[Date Prev][Date Next][Thread Prev][Thread Next][Date Index][Thread Index]

Re: [Xen-devel] [PATCH v3 1/9] xen/vpci: introduce basic handlers to trap accesses to the PCI config space



>>> On 29.05.17 at 14:57, <roger.pau@xxxxxxxxxx> wrote:
> On Fri, May 19, 2017 at 05:35:47AM -0600, Jan Beulich wrote:
>> >>> On 27.04.17 at 16:35, <roger.pau@xxxxxxxxxx> wrote:
>> > +    /* Read/write of unset register. */
>> > +    VPCI_READ_CHECK(8, 4, 0xffffffff);
>> > +    VPCI_READ_CHECK(8, 2, 0xffff);
>> > +    VPCI_READ_CHECK(8, 1, 0xff);
>> > +    VPCI_WRITE(10, 2, 0xbeef);
>> > +    VPCI_READ_CHECK(10, 2, 0xffff);
>> > +
>> > +    /* Read of multiple registers */
>> > +    VPCI_CHECK_REG(7, 1, 0xbd);
>> > +    VPCI_READ_CHECK(4, 4, 0xbdbabaff);
>> 
>> I think a variant accessing mixed size registers would also be
>> desirable here. Perhaps it would be best to exhaustively test
>> all possible variations (there aren't that many after all). Same
>> for writes and partial accesses (below) then.
> 
> So you mean to scan the whole space (from 0 to 128 on this test) using
> all possible register sizes for both read and write? That would indeed
> be feasible.

Not sure what the "from 0 to 128" is meant to apply to. What I mean
is to test all combinations of (mix of) register sizes and access sizes.
I.e. all combinations making up a single 4-byte field ((1,1,1,1),
(1,1,2), (2,1,1), (2,2), (4)) and all four 1-byte accesses, both 2-byte
ones, and the sole possible 4-byte one.

>> > @@ -256,6 +257,152 @@ void register_g2m_portio_handler(struct domain *d)
>> >      handler->ops = &g2m_portio_ops;
>> >  }
>> >  
>> > +/* Do some sanity checks. */
>> > +static int vpci_access_check(unsigned int reg, unsigned int len)
>> > +{
>> > +    /* Check access size. */
>> > +    if ( len != 1 && len != 2 && len != 4 )
>> > +    {
>> > +        gdprintk(XENLOG_WARNING, "invalid length (reg: %#x, len: %u)\n",
>> > +                 reg, len);
>> 
>> I think many of such gdprintk()s want to go away before this series
>> gets committed.
> 
> OK, I've found them useful while developing, but I guess they are not
> really useful outside from that context. I guess there's no way to
> leave them in place, maybe a Kconfig option?

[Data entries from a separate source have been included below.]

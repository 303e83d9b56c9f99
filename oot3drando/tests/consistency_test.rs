use std::{path::PathBuf, process::Command};

use anyhow::Result;

fn run_cli(seed: &str, output: &PathBuf) -> Result<bool> {
    let cli_path = env!("CARGO_BIN_EXE_oot3drando-cli");
    let status = Command::new(cli_path)
        .args(["--data", "../data/sample", "--seed", seed])
        .arg("--output-spoiler-log")
        .arg(output)
        .current_dir(env!("CARGO_MANIFEST_DIR"))
        .status()?;
    Ok(status.success())
}

/// Same settings and seed must produce the same spoiler log, byte for byte.
#[test]
fn consistency_test() -> Result<()> {
    let tmp_dir = std::env::temp_dir();
    let pid = std::process::id();
    let path1 = tmp_dir.join(format!("oot3drando-consistency-{pid}-1.json"));
    let path2 = tmp_dir.join(format!("oot3drando-consistency-{pid}-2.json"));

    assert!(run_cli("12345", &path1)?);
    assert!(run_cli("12345", &path2)?);

    let log1 = std::fs::read_to_string(&path1)?;
    let log2 = std::fs::read_to_string(&path2)?;
    std::fs::remove_file(&path1)?;
    std::fs::remove_file(&path2)?;
    assert_eq!(log1, log2);

    let spoiler: serde_json::Value = serde_json::from_str(&log1)?;
    assert_eq!(spoiler["seed"], 12345);
    Ok(())
}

That seems overkill. I wouldn't so much mind the messages (they
get compiled out for non-debug builds anyway), but the clutter
they introduce to code: In some cases half of your functions are
the invocation of gdprintk() ...

>> > +/* vPCI config space IO ports handlers (0xcf8/0xcfc). */
>> > +static bool_t vpci_portio_accept(const struct hvm_io_handler *handler,
>> 
>> Plain bool please.
> 
> Sadly struct hvm_io_ops (which is where this function is used) expects
> a bool_t as return.

I don't follow - bool_t is simply a typedef of bool nowadays, and
typedefs are all equivalent as far as the C type system goes.

>> Again the question - what's the bare hardware equivalent of
>> returning X86EMUL_UNHANDLEABLE here?
> 
> All 1's I assume (or other random garbage). Would you be OK with me
> adding a "fail" label that sets data to all 1's and returns X86EMUL_OKAY?

That would probably be okay (despite my dislike of labels and goto-s).

>> > +#include <xen/sched.h>
>> > +#include <xen/vpci.h>
>> > +
>> > +extern const vpci_register_init_t __start_vpci_array[], 
>> > __end_vpci_array[];
>> > +#define NUM_VPCI_INIT (__end_vpci_array - __start_vpci_array)
>> > +#define vpci_init __start_vpci_array
>> 
>> What is this last one good for?
> 
> It's used by xen_vpci_add_handlers in order to call the init
> functions, I can drop it and call __start_vpci_array[i](...) if that's
> better.

Well, if there were several users, I could see the benefit of an
abbreviating #define. But for a single user the #define adds
more code / clutter than is being saved on the use site.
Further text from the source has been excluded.